本研究通过转化生长因子-β(TGF-β)/Smads 途径比较丝胶与双氯芬酸钠(DS)治疗实验性跟腱病(AT)的疗效。
采用 I 型胶原酶酶诱导大鼠 AT 模型,分为 5 组:C(对照组)、AT(患病对照组)、ATS(丝胶治疗 AT)、ATN(DS 治疗 AT)和 ATSN(丝胶和 DS 联合治疗 AT)。通过肌腱内注射(0.8g/kg/mL)于第 3 和 6 天给予丝胶注射,DS 通过口服灌胃(1.1mg/kg/天)给药 14 天。测量血清总氧化应激状态(TOS-TAS)、TGF-β1、核心蛋白聚糖(decorin)、Smad2 和结缔组织生长因子(CTGF)的浓度。对跟腱样本进行组织病理学和免疫组织化学(IHC)研究。
与 C 和 ATN 相比,AT 中的 TOS、氧化应激指数(OSI)、TGF-β1、Smad2、CTGF 和 decorin 血清浓度显著升高,而 ATS 中的 TGF-β1、Smad2、CTGF 和 decorin 血清浓度显著降低(P<0.05)。组织病理学检查显示,AT 中不规则纤维、变性和圆形细胞核明显升高。与 C 相似的是,ATS 中的纺锤形纤维,变性减少。与 C 相比,AT 中 TGF-β1 和 Smad2/3 表达增加,胶原 I 型 alpha-1(Col1A1)表达减少(P=0.001)。在 ATS 中,TGF-β1 和 Smad2/3 表达减少,Col1A1 表达增加。Bonar 评分在 AT 组显著增加(P=0.001),在 ATS 组显著降低(P=0.027)。

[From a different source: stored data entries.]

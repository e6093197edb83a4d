use async_trait::async_trait;
use chrono::{DateTime, Utc};
use reqwest::Client;
use scraper::{Html, Selector};
use ns_core::{Error, Result};

use crate::providers::utils::{collapse_whitespace, parse_date};

/// Paragraph containers, most specific first.
const BODY_SELECTORS: [&str; 4] = [
    "article p",
    "div[class*='article-body'] p",
    "div[class*='content'] p",
    "p",
];

/// `(selector, attribute)`; `None` means the element text.
const DATE_SELECTORS: [(&str, Option<&str>); 5] = [
    ("meta[property='article:published_time']", Some("content")),
    ("meta[name='pubdate']", Some("content")),
    ("meta[itemprop='datePublished']", Some("content")),
    ("time[datetime]", Some("datetime")),
    (".date-published", None),
];

/// Paragraphs shorter than this are navigation, captions or bylines.
const MIN_PARAGRAPH_CHARS: usize = 40;

#[derive(Debug, Clone, PartialEq, Default)]
pub struct ScrapedPage {
    pub title: Option<String>,
    pub text: String,
    pub published_at: Option<DateTime<Utc>>,
}

#[async_trait]
pub trait PageFetcher: Send + Sync {
    /// Downloads `url` and extracts the article body. Fails with `FetchUnavailable`.
    async fn fetch_page(&self, url: &str) -> Result<ScrapedPage>;
}

#[derive(Debug, Clone)]
pub struct HttpPageFetcher {
    client: Client,
}

impl HttpPageFetcher {
    pub fn new(client: Client) -> Self {
        Self { client }
    }
}

#[async_trait]
impl PageFetcher for HttpPageFetcher {
    async fn fetch_page(&self, url: &str) -> Result<ScrapedPage> {
        let html = self
            .client
            .get(url)
            .send()
            .await
            .and_then(|r| r.error_for_status())
            .map_err(|e| Error::FetchUnavailable(format!("{}: {}", url, e)))?
            .text()
            .await
            .map_err(|e| Error::FetchUnavailable(format!("{}: {}", url, e)))?;

        let page = parse_page(&html);
        if page.text.is_empty() {
            return Err(Error::FetchUnavailable(format!("{}: no article text", url)));
        }
        tracing::debug!("📄 Scraped {} chars from {}", page.text.len(), url);
        Ok(page)
    }
}

pub fn parse_page(html: &str) -> ScrapedPage {
    let document = Html::parse_document(html);
    ScrapedPage {
        title: extract_title(&document),
        text: extract_body(&document),
        published_at: extract_published(&document),
    }
}

fn extract_title(document: &Html) -> Option<String> {
    ["h1", "title"].iter().find_map(|css| {
        let selector = Selector::parse(css).ok()?;
        document
            .select(&selector)
            .map(|el| collapse_whitespace(&el.text().collect::<String>()))
            .find(|t| !t.is_empty())
    })
}

fn extract_body(document: &Html) -> String {
    for css in BODY_SELECTORS {
        let Ok(selector) = Selector::parse(css) else {
            continue;
        };
        let paragraphs: Vec<String> = document
            .select(&selector)
            .map(|el| collapse_whitespace(&el.text().collect::<String>()))
            .filter(|p| p.chars().count() >= MIN_PARAGRAPH_CHARS)
            .collect();
        if !paragraphs.is_empty() {
            return paragraphs.join("\n\n");
        }
    }
    String::new()
}

fn extract_published(document: &Html) -> Option<DateTime<Utc>> {
    DATE_SELECTORS
        .iter()
        .find_map(|(css, attr)| {
            let selector = Selector::parse(css).ok()?;
            document.select(&selector).find_map(|el| {
                let value = match attr {
                    Some(attr) => el.value().attr(attr)?.to_string(),
                    None => el.text().collect::<String>(),
                };
                parse_date(&value)
            })
        })
        .or_else(|| jsonld::extract_date_published(document))
}

/// JSON-LD `NewsArticle` metadata
pub(crate) mod jsonld {
    use chrono::{DateTime, Utc};
    use scraper::{Html, Selector};
    use serde_json::Value;

    use crate::providers::utils::parse_date;

    /// `datePublished` from the first JSON-LD block carrying one; handles arrays and `@graph`.
    pub fn extract_date_published(document: &Html) -> Option<DateTime<Utc>> {
        let selector = Selector::parse("script[type='application/ld+json']").ok()?;
        document.select(&selector).find_map(|script| {
            let json: Value = serde_json::from_str(script.text().collect::<String>().trim()).ok()?;
            find_date(&json)
        })
    }

    fn find_date(value: &Value) -> Option<DateTime<Utc>> {
        match value {
            Value::Array(items) => items.iter().find_map(find_date),
            Value::Object(obj) => obj
                .get("datePublished")
                .and_then(Value::as_str)
                .and_then(parse_date)
                .or_else(|| obj.get("@graph").and_then(find_date)),
            _ => None,
        }
    }
}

丝胶在实验性 AT 大鼠模型中具有减轻氧化应激和调节 TGF-β/Smad 途径的潜力。它可能是治疗 AT 的一种有前途的治疗剂,需要进一步的临床研究来验证。关键点:• 本研究表明丝胶通过 TGF-β/Smad 途径减轻 AT 诱导的损伤。• ELISA 和 IHC 研究通过关键的 TGF-β/Smad 途径证实了丝胶在组织修复中的有效性。• 证据表明,丝胶增强了胶原合成,塑造了肌腱纤维结构,减少了组织病理学变性。• 丝胶的抗氧化特性在其 AT 治疗应用中得到了再次证实。